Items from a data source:
- - - - - - -

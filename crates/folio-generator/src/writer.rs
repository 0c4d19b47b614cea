//! Writes generated pages to an output directory.

use std::path::{Component, Path, PathBuf};

use serde::Serialize;
use tokio::fs;

use folio_core::error::{AppError, ErrorKind};
use folio_core::result::AppResult;

use crate::generator::GeneratedPage;

/// File name each page's document is written to inside its directory.
const INDEX_FILE: &str = "index.json";

/// Persists generated pages as `<root>/<page path>/index.json`.
#[derive(Debug, Clone)]
pub struct DocumentWriter {
    /// Output root directory.
    root: PathBuf,
}

impl DocumentWriter {
    /// Create a writer rooted at the given directory.
    pub fn new(root: impl Into<PathBuf>) -> Self {
        Self { root: root.into() }
    }

    /// Resolve the file a page path is written to.
    ///
    /// Rejects paths that would climb out of the output root.
    pub fn resolve(&self, page_path: &str) -> AppResult<PathBuf> {
        let relative = Path::new(page_path.trim_start_matches('/'));
        if relative
            .components()
            .any(|c| !matches!(c, Component::Normal(_)))
        {
            return Err(AppError::validation(format!(
                "Page path '{page_path}' escapes the output directory"
            )));
        }
        Ok(self.root.join(relative).join(INDEX_FILE))
    }

    /// Write one page and return the file it was written to.
    pub async fn write<D: Serialize>(&self, page: &GeneratedPage<D>) -> AppResult<PathBuf> {
        let target = self.resolve(&page.path)?;
        if let Some(parent) = target.parent() {
            fs::create_dir_all(parent).await.map_err(|e| {
                AppError::with_source(
                    ErrorKind::Io,
                    format!("Failed to create directory: {}", parent.display()),
                    e,
                )
            })?;
        }

        let data = serde_json::to_vec_pretty(&page.document)?;
        fs::write(&target, data).await.map_err(|e| {
            AppError::with_source(
                ErrorKind::Io,
                format!("Failed to write page: {}", target.display()),
                e,
            )
        })?;

        tracing::debug!("Wrote page {} to '{}'", page.page_number, target.display());
        Ok(target)
    }

    /// Write every page, in order.
    pub async fn write_all<D: Serialize>(
        &self,
        pages: &[GeneratedPage<D>],
    ) -> AppResult<Vec<PathBuf>> {
        let mut written = Vec::with_capacity(pages.len());
        for page in pages {
            written.push(self.write(page).await?);
        }
        tracing::info!(
            "Wrote {} page(s) to '{}'",
            written.len(),
            self.root.display()
        );
        Ok(written)
    }
}

#[cfg(test)]
mod tests {
    use super::*;

    #[test]
    fn test_resolve_page_paths() {
        let writer = DocumentWriter::new("/out");
        assert_eq!(
            writer.resolve("/blog").unwrap(),
            PathBuf::from("/out/blog/index.json")
        );
        assert_eq!(
            writer.resolve("/blog/2").unwrap(),
            PathBuf::from("/out/blog/2/index.json")
        );
    }

    #[test]
    fn test_resolve_rejects_traversal() {
        let writer = DocumentWriter::new("/out");
        let err = writer.resolve("/blog/../../etc").unwrap_err();
        assert_eq!(err.kind, ErrorKind::Validation);
    }

    #[tokio::test]
    async fn test_write_creates_directories() {
        let dir = tempfile::tempdir().unwrap();
        let writer = DocumentWriter::new(dir.path());
        let page = GeneratedPage {
            path: "/news/3".to_string(),
            page_number: 3,
            document: serde_json::json!({ "title": "News - 3" }),
        };

        let target = writer.write(&page).await.unwrap();
        assert_eq!(target, dir.path().join("news/3/index.json"));

        let written: serde_json::Value =
            serde_json::from_slice(&std::fs::read(&target).unwrap()).unwrap();
        assert_eq!(written["title"], "News - 3");
    }
}
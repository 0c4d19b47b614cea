//! Structured renderer producing serializable listing documents.

use async_trait::async_trait;
use serde::{Deserialize, Serialize};

use folio_core::result::AppResult;
use folio_core::traits::Renderer;
use folio_core::types::{ListingItem, NavLink, Navigation};

/// A rendered listing page: its navigation and the entries on it.
#[derive(Debug, Clone, PartialEq, Eq, Serialize, Deserialize)]
pub struct ListingDocument {
    /// Navigation for this page.
    pub navigation: Navigation,
    /// Sibling links, previous before next.
    pub links: Vec<NavLink>,
    /// Entries on this page.
    pub items: Vec<ListingItem>,
}

/// Renders pages into [`ListingDocument`]s for downstream templating.
#[derive(Debug, Clone, Copy, Default)]
pub struct JsonRenderer;

#[async_trait]
impl Renderer for JsonRenderer {
    type Document = ListingDocument;

    async fn render(
        &self,
        items: Vec<ListingItem>,
        navigation: &Navigation,
    ) -> AppResult<Self::Document> {
        Ok(ListingDocument {
            navigation: navigation.clone(),
            links: navigation.links(),
            items,
        })
    }
}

- - - - - - -

Work to be completed: Each record above should be set down again in its exact wording.

Exercise response:
filename crates/folio-generator/src/writer.rs
repository 0c4d19b47b614cea
//! Writes generated pages to an output directory.

use std::path::{Component, Path, PathBuf};

use serde::Serialize;
use tokio::fs;

use folio_core::error::{AppError, ErrorKind};
use folio_core::result::AppResult;

use crate::generator::GeneratedPage;

/// File name each page's document is written to inside its directory.
const INDEX_FILE: &str = "index.json";

/// Persists generated pages as `<root>/<page path>/index.json`.
#[derive(Debug, Clone)]
pub struct DocumentWriter {
    /// Output root directory.
    root: PathBuf,
}

impl DocumentWriter {
    /// Create a writer rooted at the given directory.
    pub fn new(root: impl Into<PathBuf>) -> Self {
        Self { root: root.into() }
    }

    /// Resolve the file a page path is written to.
    ///
    /// Rejects paths that would climb out of the output root.
    pub fn resolve(&self, page_path: &str) -> AppResult<PathBuf> {
        let relative = Path::new(page_path.trim_start_matches('/'));
        if relative
            .components()
            .any(|c| !matches!(c, Component::Normal(_)))
        {
            return Err(AppError::validation(format!(
                "Page path '{page_path}' escapes the output directory"
            )));
        }
        Ok(self.root.join(relative).join(INDEX_FILE))
    }

    /// Write one page and return the file it was written to.
    pub async fn write<D: Serialize>(&self, page: &GeneratedPage<D>) -> AppResult<PathBuf> {
        let target = self.resolve(&page.path)?;
        if let Some(parent) = target.parent() {
            fs::create_dir_all(parent).await.map_err(|e| {
                AppError::with_source(
                    ErrorKind::Io,
                    format!("Failed to create directory: {}", parent.display()),
                    e,
                )
            })?;
        }

        let data = serde_json::to_vec_pretty(&page.document)?;
        fs::write(&target, data).await.map_err(|e| {
            AppError::with_source(
                ErrorKind::Io,
                format!("Failed to write page: {}", target.display()),
                e,
            )
        })?;

        tracing::debug!("Wrote page {} to '{}'", page.page_number, target.display());
        Ok(target)
    }

    /// Write every page, in order.
    pub async fn write_all<D: Serialize>(
        &self,
        pages: &[GeneratedPage<D>],
    ) -> AppResult<Vec<PathBuf>> {
        let mut written = Vec::with_capacity(pages.len());
        for page in pages {
            written.push(self.write(page).await?);
        }
        tracing::info!(
            "Wrote {} page(s) to '{}'",
            written.len(),
            self.root.display()
        );
        Ok(written)
    }
}

#[cfg(test)]
mod tests {
    use super::*;

    #[test]
    fn test_resolve_page_paths() {
        let writer = DocumentWriter::new("/out");
        assert_eq!(
            writer.resolve("/blog").unwrap(),
            PathBuf::from("/out/blog/index.json")
        );
        assert_eq!(
            writer.resolve("/blog/2").unwrap(),
            PathBuf::from("/out/blog/2/index.json")
        );
    }

    #[test]
    fn test_resolve_rejects_traversal() {
        let writer = DocumentWriter::new("/out");
        let err = writer.resolve("/blog/../../etc").unwrap_err();
        assert_eq!(err.kind, ErrorKind::Validation);
    }

    #[tokio::test]
    async fn test_write_creates_directories() {
        let dir = tempfile::tempdir().unwrap();
        let writer = DocumentWriter::new(dir.path());
        let page = GeneratedPage {
            path: "/news/3".to_string(),
            page_number: 3,
            document: serde_json::json!({ "title": "News - 3" }),
        };

        let target = writer.write(&page).await.unwrap();
        assert_eq!(target, dir.path().join("news/3/index.json"));

        let written: serde_json::Value =
            serde_json::from_slice(&std::fs::read(&target).unwrap()).unwrap();
        assert_eq!(written["title"], "News - 3");
    }
}
repository 0c4d19b47b614cea
//! Structured renderer producing serializable listing documents.

use async_trait::async_trait;
use serde::{Deserialize, Serialize};

use folio_core::result::AppResult;
use folio_core::traits::Renderer;
use folio_core::types::{ListingItem, NavLink, Navigation};

/// A rendered listing page: its navigation and the entries on it.
#[derive(Debug, Clone, PartialEq, Eq, Serialize, Deserialize)]
pub struct ListingDocument {
    /// Navigation for this page.
    pub navigation: Navigation,
    /// Sibling links, previous before next.
    pub links: Vec<NavLink>,
    /// Entries on this page.
    pub items: Vec<ListingItem>,
}

/// Renders pages into [`ListingDocument`]s for downstream templating.
#[derive(Debug, Clone, Copy, Default)]
pub struct JsonRenderer;

#[async_trait]
impl Renderer for JsonRenderer {
    type Document = ListingDocument;

    async fn render(
        &self,
        items: Vec<ListingItem>,
        navigation: &Navigation,
    ) -> AppResult<Self::Document> {
        Ok(ListingDocument {
            navigation: navigation.clone(),
            links: navigation.links(),
            items,
        })
    }
}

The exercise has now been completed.